The active versus passive investing debate has been raging for decades, and author Larry Swedroe is certainly not shy about what side of the argument he defends. In his book, The Quest for Alpha, Swedroe likens the Holy Grail of Christian mythology to alpha in financial management – the ability of money managers to deliver returns above their appropriate risk-adjusted benchmark. Swedroe goes on to explain how stock selection and market timing combine forces to form an art of active financial management and how this artwork, for the most part, is far too risky for individual investors. This is because any effort to exploit the market for a mispriced stock is a futile exercise. The market knows more than any individual investor will ever know on their own. The Quest for Alpha goes on to provide numerous examples to support this claim:
- A study by Marlena Lee of Dimensional Fund Advisors about the performance of over 2,300 bond funds from 1991-2008 revealed:
- “Actively managed bond funds underperformed by an amount roughly equal to fees.”
- “Collectively, investors in active bond funds lose about 90 basis points per year, or about $1.4 billion in 2008, in underperformance.”
- Successful streaks associated with great, active money management occur much longer than folks would typically believe, but these “hot hands” eventually get very cold: “For each of the 11 years 1974-1984, the Lindner Large-Cap Fund outperformed the S&P 500 Index. However, over the next 18 years, the S&P 500 Index returned 12.6 percent per annum. Believers in past performance as a prologue to future performance were awarded for their faith in the Fund…returns of just 4.1 percent, an underperformance of 8.5 percent per year for 18 years.”

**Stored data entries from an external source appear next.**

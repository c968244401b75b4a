use chrono::{DateTime, Utc};
use serde::{Deserialize, Serialize};
use uuid::Uuid;

pub const ADMIN_ROLE: &str = "admin";

#[derive(Debug, Serialize, Deserialize)]
pub struct JwtClaims {
    pub sub: String,
    pub exp: Option<u64>,
    pub email: Option<String>,
    pub role: Option<String>,
    pub app_metadata: Option<serde_json::Value>,
    pub user_metadata: Option<serde_json::Value>,
    pub aud: Option<String>,
    pub iat: Option<u64>,
}

#[derive(Debug, Clone, Serialize, Deserialize)]
pub struct User {
    pub id: String,
    pub username: Option<String>,
    pub email: Option<String>,
    pub role: Option<String>,
    pub metadata: Option<serde_json::Value>,
    pub created_at: Option<DateTime<Utc>>,
}

impl User {
    pub fn is_admin(&self) -> bool {
        self.role.as_deref() == Some(ADMIN_ROLE)
    }
}

/// Row of the `users` table that doctor and patient profiles hang off.
#[derive(Debug, Clone, Serialize, Deserialize)]
pub struct UserAccount {
    pub id: Uuid,
    pub username: String,
    pub email: String,
    pub first_name: String,
    pub last_name: String,
}

#[derive(Debug, Serialize, Deserialize)]
pub struct TokenResponse {
    pub valid: bool,
    pub user_id: String,
    pub username: Option<String>,
    pub email: Option<String>,
    pub role: Option<String>,
}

- “By the end of 2005, Bill Miller’s streak of outperforming the S&P 500 Index had reached 15 years. Unfortunately for investors, that steak was broken in 2006 when the fund underperformed the S&P 500 Index by about 10 percent.” The book goes on to describe Miller’s underperformance in subsequent years: 2007 down by 12%; 2008 down by 18%.
Clearly in The Quest for Alpha, Swedroe defends passive money management. He also uses colleagues, industry experts and admissions from the financial industry to drive his point home:
- David F. Swensen who has been the chief investment officer of the Yale Endowment Fund since 1985, had this to say about mutual fund fees and performance: “Overwhelmingly, mutual funds extract enormous sums from investors in exchange for providing a shocking disservice. That is, mutual funds charge their investors big fees and usually fail to deliver returns that beat the market.”

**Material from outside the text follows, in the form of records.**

use anyhow::{Result, anyhow};
use reqwest::Method;
use serde_json::{json, Value};
use tracing::debug;
use uuid::Uuid;
use chrono::Utc;

use shared_config::AppConfig;
use shared_database::supabase::{logic_tree_value, SupabaseClient};
use shared_models::auth::UserAccount;
use shared_models::pagination::{Pagination, SortOrder};

use crate::models::{DobRange, Patient, PatientListQuery, PatientProfileRequest, PatientSortField};

pub struct PatientService {
    supabase: SupabaseClient,
}

impl PatientService {
    pub fn new(config: &AppConfig) -> Self {
        Self {
            supabase: SupabaseClient::new(config),
        }
    }

    pub async fn get_user_account(&self, user_id: &str, auth_token: &str) -> Result<Option<UserAccount>> {
        let path = format!("/rest/v1/users?id=eq.{}&limit=1", urlencoding::encode(user_id));
        let result: Vec<UserAccount> = self.supabase.request(
            Method::GET,
            &path,
            Some(auth_token),
            None,
        ).await?;

        Ok(result.into_iter().next())
    }

    pub async fn create_patient(
        &self,
        account: &UserAccount,
        request: &PatientProfileRequest,
        auth_token: &str,
    ) -> Result<Patient> {
        debug!("Creating patient profile for: {}", account.username);

        let patient_data = json!({
            "user_id": account.id,
            "username": account.username,
            "first_name": account.first_name,
            "last_name": account.last_name,
            "dob": request.dob.format("%Y-%m-%d").to_string(),
            "gender": request.gender,
            "phone_number": request.phone_number.trim(),
            "created_at": Utc::now().to_rfc3339(),
        });

        let result: Vec<Patient> = self.supabase.request_with_headers(
            Method::POST,
            "/rest/v1/patients",
            Some(auth_token),
            Some(patient_data),
            Some(SupabaseClient::return_representation()),
        ).await?;

        let patient = result.into_iter().next()
            .ok_or_else(|| anyhow!("Failed to create patient profile"))?;
        debug!("Patient profile created successfully with ID: {}", patient.id);

        Ok(patient)
    }

    pub async fn get_patient(&self, patient_id: Uuid, auth_token: &str) -> Result<Option<Patient>> {
        let path = format!("/rest/v1/patients?id=eq.{}&limit=1", patient_id);
        let result: Vec<Patient> = self.supabase.request(
            Method::GET,
            &path,
            Some(auth_token),
            None,
        ).await?;

        Ok(result.into_iter().next())
    }

    /// Profile belonging to an authenticated user, if they have one.
    pub async fn find_patient_by_user_id(&self, user_id: &str, auth_token: &str) -> Result<Option<Patient>> {
        let path = format!("/rest/v1/patients?user_id=eq.{}&limit=1", urlencoding::encode(user_id));
        let result: Vec<Patient> = self.supabase.request(
            Method::GET,
            &path,
            Some(auth_token),
            None,
        ).await?;

        Ok(result.into_iter().next())
    }

    pub async fn update_patient(
        &self,
        patient_id: Uuid,
        request: &PatientProfileRequest,
        auth_token: &str,
    ) -> Result<Option<Patient>> {
        debug!("Updating patient profile: {}", patient_id);

        let update_data = json!({
            "dob": request.dob.format("%Y-%m-%d").to_string(),
            "gender": request.gender,
            "phone_number": request.phone_number.trim(),
        });

        let path = format!("/rest/v1/patients?id=eq.{}", patient_id);
        let result: Vec<Patient> = self.supabase.request_with_headers(
            Method::PATCH,
            &path,
            Some(auth_token),
            Some(update_data),
            Some(SupabaseClient::return_representation()),
        ).await?;

        Ok(result.into_iter().next())
    }

    /// Returns `false` when no patient had that id.
    pub async fn delete_patient(&self, patient_id: Uuid, auth_token: &str) -> Result<bool> {
        let path = format!("/rest/v1/patients?id=eq.{}", patient_id);
        let deleted: Vec<Value> = self.supabase.request_with_headers(
            Method::DELETE,
            &path,
            Some(auth_token),
            None,
            Some(SupabaseClient::return_representation()),
        ).await?;

        Ok(!deleted.is_empty())
    }

    pub async fn list_patients(
        &self,
        query: &PatientListQuery,
        dob_range: Option<DobRange>,
        sort: Option<(PatientSortField, SortOrder)>,
        pagination: Pagination,
        auth_token: &str,
    ) -> Result<Vec<Patient>> {
        let path = patient_list_path(query, dob_range, sort, pagination);
        debug!("Listing patients: {}", path);

        self.supabase.request(Method::GET, &path, Some(auth_token), None).await
    }
}

pub fn patient_list_path(
    query: &PatientListQuery,
    dob_range: Option<DobRange>,
    sort: Option<(PatientSortField, SortOrder)>,
    pagination: Pagination,
) -> String {
    let mut parts = vec!["select=*".to_string()];

    if let Some(gender) = query.gender {
        parts.push(format!("gender=eq.{}", gender.code()));
    }
    if let Some(range) = dob_range {
        parts.push(format!("dob=gte.{}", range.min.format("%Y-%m-%d")));
        parts.push(format!("dob=lte.{}", range.max.format("%Y-%m-%d")));
    }
    if let Some(search) = query.search.as_deref().map(str::trim).filter(|s| !s.is_empty()) {
        let term = logic_tree_value(&format!("*{}*", search));
        parts.push(format!(
            "or=(first_name.ilike.{term},last_name.ilike.{term},username.ilike.{term})"
        ));
    }
    if let Some((field, order)) = sort {
        parts.push(order.order_clause(field.column()));
    }
    parts.push(pagination.to_query());

    format!("/rest/v1/patients?{}", parts.join("&"))
}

- Warren Buffett (no explanation necessary) in his 1993 Annual Report: “By periodically investing in an index fund the know-nothing investor can actually outperform most investment professionals.”
- John Rekenthaler, the VP of research and product development at Morningstar, about identifying alpha: “We should have more answers.” “To be fair, I don’t think that you’d want to pay much attention to Morningstar’s star rating either.” This quote is quite the admission.
Swedroe goes on to discuss pension plans, and how they are slowly moving towards indexing equity assets. He also leverages wisdom from Nobel Prize winners who state “I make my money writing about the market, not participating in it.”
All of Swedroe’s writing is very compelling and makes for an interesting read for those who have ever questioned passive investing as a viable investment strategy. I’m personally convinced after fees, transaction costs, not to mention the laws of survivorship, even the most determined mutual fund picker over the long-term has no hope of alpha – they will never escape the inevitability of loses when compared to their benchmark index.
However, what had me a bit perplexed in Larry’s book was the minimal evidence of direct stock ownership, and long-term ownership at that, and its success rate over active fund management. Surely owning many blue-chip stocks directly for 30 years would have been more profitable than owning most mutual funds? I get that smart people makes mistakes. I also get most investors do not learn from their investing blunders and fail to see their investing bias. My point being, I read little in Swedroe’s book that alarmed me enough to immediately halt the other part of my retirement strategy, dividend investing. Swedroe highlights two very important factors throughout his book when it comes to losing the market-game: trading costs and taxes. What if I owned a few stocks whereby I could reinvest dividends that didn’t cost me a dime to do so? What if I owned these stocks in my Tax-Free Savings Account (TFSA) to avoid any tax on dividends paid or reinvested? What if owning these stocks, I received a (Canadian dividend) tax-credit for owning them even if they were not held in my TFSA or RRSP? Larry has a point, fees and taxes are a burden when it comes to active investing but this doesn’t mean companies that have paid shareholders for generations need to be discredited.
I liked Swedroe’s book. He reinforced many existing investing concepts and threw some new ones at me as well. His book was well written, full of examples and provided readers with some excellent ingredients to make a sound portfolio. However, in closing, I’m not sure if I need to have an all-indexed investment approach just yet. Swedroe told me “prudent investors don’t take more risk than they have the ability, willingness or need to take.” For now, I’m not.
Have you read Larry Swedroe’s The Quest for Alpha book yet? If so, what are your thoughts on it?